Soddisfazione generale e valutazioni degli operatori per il 2026
Nel 2026, gli operatori di telefonia mobile mantengono il livello record di soddisfazione raggiunto dal 2024, con un punteggio complessivo di 5.2 su 6, corrispondente alla valutazione "buono".

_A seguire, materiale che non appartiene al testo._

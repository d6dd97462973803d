//! Configuration resolution with layered merge

use crate::Result;
use ignoregen_blocks::PartialOptions;
use ignoregen_fs::{ConfigStore, ProjectFile};
use serde::Deserialize;
use std::path::{Path, PathBuf};

/// Schema of an rc file.
#[derive(Debug, Clone, Default, PartialEq, Eq, Deserialize)]
#[serde(deny_unknown_fields)]
pub struct RcConfig {
    /// Base URL for templates
    #[serde(default)]
    pub src: Option<String>,
}

impl From<RcConfig> for PartialOptions {
    fn from(config: RcConfig) -> Self {
        Self { src: config.src }
    }
}

/// Resolves the caller override for a project directory.
#[derive(Debug, Clone)]
pub struct ConfigResolver {
    /// Directory searched for rc files
    root: PathBuf,

    /// Config file named by the caller; disables rc discovery
    config_file: Option<PathBuf>,

    /// Highest-precedence overrides, e.g. from CLI flags
    overrides: PartialOptions,
}

impl ConfigResolver {
    /// Create a resolver that discovers rc files in `root`.
    pub fn new(root: impl Into<PathBuf>) -> Self {
        Self {
            root: root.into(),
            config_file: None,
            overrides: PartialOptions::default(),
        }
    }

    /// Use this config file instead of discovering one.
    ///
    /// Unlike a discovered rc file, a named file must exist.
    pub fn with_config_file(mut self, path: impl Into<PathBuf>) -> Self {
        self.config_file = Some(path.into());
        self
    }

    /// Layer explicit overrides on top of the rc file.
    pub fn with_overrides(mut self, overrides: PartialOptions) -> Self {
        self.overrides = overrides;
        self
    }

    /// The first rc file present in the project directory.
    pub fn find_rc_file(&self) -> Option<PathBuf> {
        ProjectFile::RC_CANDIDATES
            .iter()
            .map(|candidate| self.root.join(candidate))
            .find(|path| path.is_file())
    }

    /// Resolve the caller override.
    ///
    /// A missing rc file is skipped. A config file that fails to parse, or a
    /// named config file that is missing, is an error.
    pub fn resolve(&self) -> Result<PartialOptions> {
        let mut options = PartialOptions::default();

        let config_path = match &self.config_file {
            Some(path) => Some(path.clone()),
            None => self.find_rc_file(),
        };

        match config_path {
            Some(path) => {
                tracing::debug!(path = %path.display(), "Loading rc config");
                options.merge(&load_rc(&path)?.into());
            }
            None => {
                tracing::debug!(root = %self.root.display(), "No rc config found, skipping");
            }
        }

        options.merge(&self.overrides);
        Ok(options)
    }
}

fn load_rc(path: &Path) -> Result<RcConfig> {
    Ok(ConfigStore::new().load(path)?)
}
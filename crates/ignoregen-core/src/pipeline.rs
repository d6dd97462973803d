//! The extract -> expand -> join pipeline.

use crate::fetch::{TemplateSource, build_url};
use crate::options::OptionSet;
use crate::{Error, Result, expand};
use ignoregen_blocks::{JoinResult, PartialOptions, extract, join};
use url::Url;

/// Expand directive blocks in `lines` with templates from `source`.
///
/// Returns the output lines, or one error per failed block in input order.
/// Output and errors are never mixed.
pub async fn generate<L: AsRef<str>>(
    lines: &[L],
    caller: &PartialOptions,
    source: &dyn TemplateSource,
) -> JoinResult {
    let units = extract(lines);
    let outcomes = expand(units, caller, source).await;
    join(outcomes)
}

/// A template source bound to the caller's option overrides.
#[derive(Debug)]
pub struct Pipeline<S> {
    source: S,
    overrides: PartialOptions,
}

impl<S: TemplateSource> Pipeline<S> {
    pub fn new(source: S) -> Self {
        Self {
            source,
            overrides: PartialOptions::default(),
        }
    }

    /// Caller-level overrides, applied under each directive's own options.
    pub fn with_overrides(mut self, overrides: PartialOptions) -> Self {
        self.overrides = overrides;
        self
    }

    pub fn source(&self) -> &S {
        &self.source
    }

    /// Run the pipeline, keeping per-block errors separate.
    pub async fn generate<L: AsRef<str>>(&self, lines: &[L]) -> JoinResult {
        generate(lines, &self.overrides, &self.source).await
    }

    /// Run the pipeline, folding per-block errors into [`Error::Expansion`].
    pub async fn run<L: AsRef<str>>(&self, lines: &[L]) -> Result<Vec<String>> {
        self.generate(lines).await.map_err(Error::Expansion)
    }

    /// The URL a directive without inline options would fetch for `name`.
    pub fn template_url(&self, name: &str) -> Result<Url> {
        let options = OptionSet::default().apply(&self.overrides);
        build_url(name, &options).map_err(|e| Error::InvalidSource {
            src: options.src.clone(),
            message: e.to_string(),
        })
    }
}

#[cfg(test)]
mod tests {
    use super::*;
    use crate::fetch::MemoryTemplateSource;
    use crate::options::DEFAULT_SRC;

    #[tokio::test]
    async fn test_empty_input() {
        let pipeline = Pipeline::new(MemoryTemplateSource::new());
        assert_eq!(pipeline.generate::<&str>(&[]).await, Ok(Vec::new()));
    }

    #[tokio::test]
    async fn test_single_empty_line() {
        let pipeline = Pipeline::new(MemoryTemplateSource::new());
        assert_eq!(pipeline.generate(&[""]).await, Ok(vec![String::new()]));
    }

    #[tokio::test]
    async fn test_run_wraps_block_errors() {
        let pipeline = Pipeline::new(MemoryTemplateSource::new());
        let err = pipeline.run(&["# ignoregen nope", ""]).await.unwrap_err();
        assert_eq!(err.block_errors().len(), 1);
        assert_eq!(err.block_errors()[0].header(), "# ignoregen nope");
    }

    #[test]
    fn test_template_url_uses_default() {
        let pipeline = Pipeline::new(MemoryTemplateSource::new());
        assert_eq!(
            pipeline.template_url("node").unwrap().as_str(),
            format!("{DEFAULT_SRC}node.ignore")
        );
    }

    #[test]
    fn test_template_url_uses_overrides() {
        let pipeline = Pipeline::new(MemoryTemplateSource::new())
            .with_overrides(PartialOptions::with_src("https://example.com/ignores/"));
        assert_eq!(
            pipeline.template_url("env").unwrap().as_str(),
            "https://example.com/ignores/env.ignore"
        );
    }

    #[test]
    fn test_template_url_invalid_src() {
        let pipeline = Pipeline::new(MemoryTemplateSource::new())
            .with_overrides(PartialOptions::with_src("relative/"));
        assert!(matches!(
            pipeline.template_url("env"),
            Err(Error::InvalidSource { .. })
        ));
    }
}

Quest'anno, un nuovo leader si distingue in cima alla classifica dei fornitori più apprezzati. spusu, arrivato in Svizzera nel 2024 con offerte ultra-competitive, si aggiudica infatti il primo posto nel 2026. Ottiene un punteggio complessivo di 5.6, con la valutazione "ottimo".
Già secondo lo scorso anno, Lidl Connect conferma le buone valutazioni e il secondo posto con un punteggio medio di 5.4 (+0.1 rispetto al 2025), con la menzione "buono".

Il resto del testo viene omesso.